Sama stosuję melatoninę od czasu do czasu. Wielu uważa ją za cudowny lek. Jednak moda, jaka zapanowała (zwłaszcza w Stanach Zjednoczonych) na samoleczenie melatoniną w oczekiwaniu, że ten ?cudowny lek?, jak o nim mówiono, nie tylko opóźni starość, ale i wyleczy z wielu chorób, nie znajduje póki co pokrycia w opublikowanych badaniach.

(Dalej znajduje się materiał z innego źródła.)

//! Accrue CLI - Extract fields and check rules with an OpenAI-compatible model.

use accrue_cli::commands;
use accrue_cli::config::OutputFormat;
use accrue_cli::{Cli, Command, Config, Formatter};
use accrue_llm::OpenAiProvider;
use clap::Parser;
use std::sync::Arc;
use tracing_subscriber::EnvFilter;

#[tokio::main]
async fn main() {
    let cli = Cli::parse();

    let level = match cli.verbose {
        0 => "info",
        1 => "debug",
        _ => "trace",
    };
    // Log to stderr so stdout stays machine-readable
    tracing_subscriber::fmt()
        .with_writer(std::io::stderr)
        .with_env_filter(EnvFilter::try_from_default_env().unwrap_or_else(|_| EnvFilter::new(level)))
        .init();

    if let Err(e) = run(cli).await {
        eprintln!("Error: {}", e);
        std::process::exit(1);
    }
}

async fn run(cli: Cli) -> accrue_cli::Result<()> {
    if let Command::Init(args) = &cli.command {
        let path = commands::execute_init(args, cli.config.as_deref())?;
        let formatter = Formatter::new(OutputFormat::Table, !cli.no_color);
        println!("{}", formatter.success(&format!("Wrote {}", path.display())));
        return Ok(());
    }

    let config = Config::load(cli.config.as_deref())?;

    let format = cli.format.map(Into::into).unwrap_or(config.settings.format);
    let formatter = Formatter::new(format, !cli.no_color && config.settings.color);

    let model = Arc::new(OpenAiProvider::new(config.provider.to_settings()?));

    let rendered = match &cli.command {
        Command::Extract(args) => commands::execute_extract(args, model, &config, &formatter).await?,
        Command::Match(args) => commands::execute_match(args, model, &config, &formatter).await?,
        Command::Init(_) => return Ok(()),
    };

    println!("{}", rendered);
    Ok(())
}
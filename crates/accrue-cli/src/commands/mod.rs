//! Command implementations.

pub mod extract;
pub mod init;
pub mod matching;

pub use self::extract::execute_extract;
pub use self::init::execute_init;
pub use self::matching::execute_match;
//! Message module - chat messages and tool schemas exchanged with the model

/// Role of a chat message author
#[derive(Debug, Clone, Copy, PartialEq, Eq, Hash)]
pub enum Role {
    /// Instructions framing the whole conversation
    System,

    /// Input from the caller
    User,

    /// Output from the model
    Assistant,

    /// Result of a tool invocation
    Tool,
}

impl Role {
    /// Wire name of the role
    pub fn as_str(&self) -> &'static str {
        match self {
            Role::System => "system",
            Role::User => "user",
            Role::Assistant => "assistant",
            Role::Tool => "tool",
        }
    }
}

/// A tool invocation requested by the model
#[derive(Debug, Clone, PartialEq, Eq)]
pub struct ToolCall {
    /// Provider-assigned call id
    pub id: String,

    /// Name of the invoked tool
    pub name: String,

    /// Raw JSON argument payload, exactly as the model produced it
    pub arguments: String,
}

impl ToolCall {
    /// Create a new tool call
    pub fn new(id: impl Into<String>, name: impl Into<String>, arguments: impl Into<String>) -> Self {
        Self {
            id: id.into(),
            name: name.into(),
            arguments: arguments.into(),
        }
    }
}

/// A role-tagged chat message
#[derive(Debug, Clone, PartialEq, Eq)]
pub struct Message {
    /// Author role
    pub role: Role,

    /// Text content (the argument payload for tool messages)
    pub content: String,

    /// Tool invocations carried by an assistant message
    pub tool_calls: Vec<ToolCall>,

    /// Tool that produced a tool message
    pub tool_name: Option<String>,

    /// Call id a tool message answers
    pub tool_call_id: Option<String>,
}

impl Message {
    fn with_role(role: Role, content: impl Into<String>) -> Self {
        Self {
            role,
            content: content.into(),
            tool_calls: Vec::new(),
            tool_name: None,
            tool_call_id: None,
        }
    }

    /// System message
    pub fn system(content: impl Into<String>) -> Self {
        Self::with_role(Role::System, content)
    }

    /// User message
    pub fn user(content: impl Into<String>) -> Self {
        Self::with_role(Role::User, content)
    }

    /// Plain assistant message without tool calls
    pub fn assistant(content: impl Into<String>) -> Self {
        Self::with_role(Role::Assistant, content)
    }

    /// Assistant message carrying tool calls
    pub fn assistant_with_tools(content: impl Into<String>, tool_calls: Vec<ToolCall>) -> Self {
        Self {
            tool_calls,
            ..Self::with_role(Role::Assistant, content)
        }
    }

    /// Tool message holding the payload of one invocation
    pub fn tool_result(call: &ToolCall) -> Self {
        Self {
            tool_name: Some(call.name.clone()),
            tool_call_id: Some(call.id.clone()),
            ..Self::with_role(Role::Tool, call.arguments.clone())
        }
    }

    /// Expand the tool calls of an assistant reply into tool messages
    ///
    /// The tools registered by the engine simply echo their arguments, so
    /// each resulting message carries the raw payload of one call.
    pub fn tool_results(&self) -> Vec<Message> {
        self.tool_calls.iter().map(Message::tool_result).collect()
    }
}

/// JSON type of a tool parameter
#[derive(Debug, Clone, Copy, PartialEq, Eq)]
pub enum ParamKind {
    /// JSON string
    String,
    /// JSON boolean
    Boolean,
    /// JSON number
    Number,
    /// JSON object
    Object,
    /// JSON array
    Array,
}

impl ParamKind {
    /// JSON Schema type name
    pub fn as_json_type(&self) -> &'static str {
        match self {
            ParamKind::String => "string",
            ParamKind::Boolean => "boolean",
            ParamKind::Number => "number",
            ParamKind::Object => "object",
            ParamKind::Array => "array",
        }
    }
}

/// One parameter of a tool schema
#[derive(Debug, Clone, PartialEq, Eq)]
pub struct ToolParam {
    /// Parameter name
    pub name: String,

    /// JSON type
    pub kind: ParamKind,

    /// What the model should put there
    pub description: String,

    /// Whether the model must provide it
    pub required: bool,
}

/// Declaration of a callable tool
#[derive(Debug, Clone, PartialEq, Eq)]
pub struct ToolSchema {
    /// Tool name the model uses to invoke it
    pub name: String,

    /// When the model should call it
    pub description: String,

    /// Parameters, in declaration order
    pub params: Vec<ToolParam>,
}

impl ToolSchema {
    /// Start a schema without parameters
    pub fn new(name: impl Into<String>, description: impl Into<String>) -> Self {
        Self {
            name: name.into(),
            description: description.into(),
            params: Vec::new(),
        }
    }

    /// Add a required parameter
    pub fn param(mut self, name: impl Into<String>, kind: ParamKind, description: impl Into<String>) -> Self {
        self.params.push(ToolParam {
            name: name.into(),
            kind,
            description: description.into(),
            required: true,
        });
        self
    }
}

Nie należy więc dziwić się, że lekarze odnoszą się do melatoniny dość sceptycznie. Z pewnością mają o tyle rację, że przeprowadzonych z powodzeniem badań na zwierzętach, a na tych oparto wiele argumentów odnośnie zbawiennego wpływu melatoniny, nie można bezkrytycznie przenosić na ludzi. Nie znaczy to jednak, że nie ma ona pewnych właściwości, o których możemy powiedzieć, że są niewątpliwe, i łatwo je wykorzystać.
Melatonina to hormon wytwarzany przez szyszynkę (ukryty w mózgu gruczoł wydzielania wewnętrznego), która w naszym organizmie spełnia rolę zegara biologicznego. Podobno badania wykazały, że podawanie tego hormonu ludziom cierpiącym na bezsenność, ułatwia zasypianie. Dlatego na pewno możemy bezpiecznie stosować melatoninę jako środek nasenny. W Internecie możne znaleźć informację, że melatoninę można łączyć z innymi lekami.
Środek ten jest też przydatny dla ludzi, którzy często podróżując przekraczają strefy czasowe. Przyjmowana w odpowiedni sposób melatoniną pozwala im zachować normalny rytm funkcjonowania organizmu w zmienionych warunkach.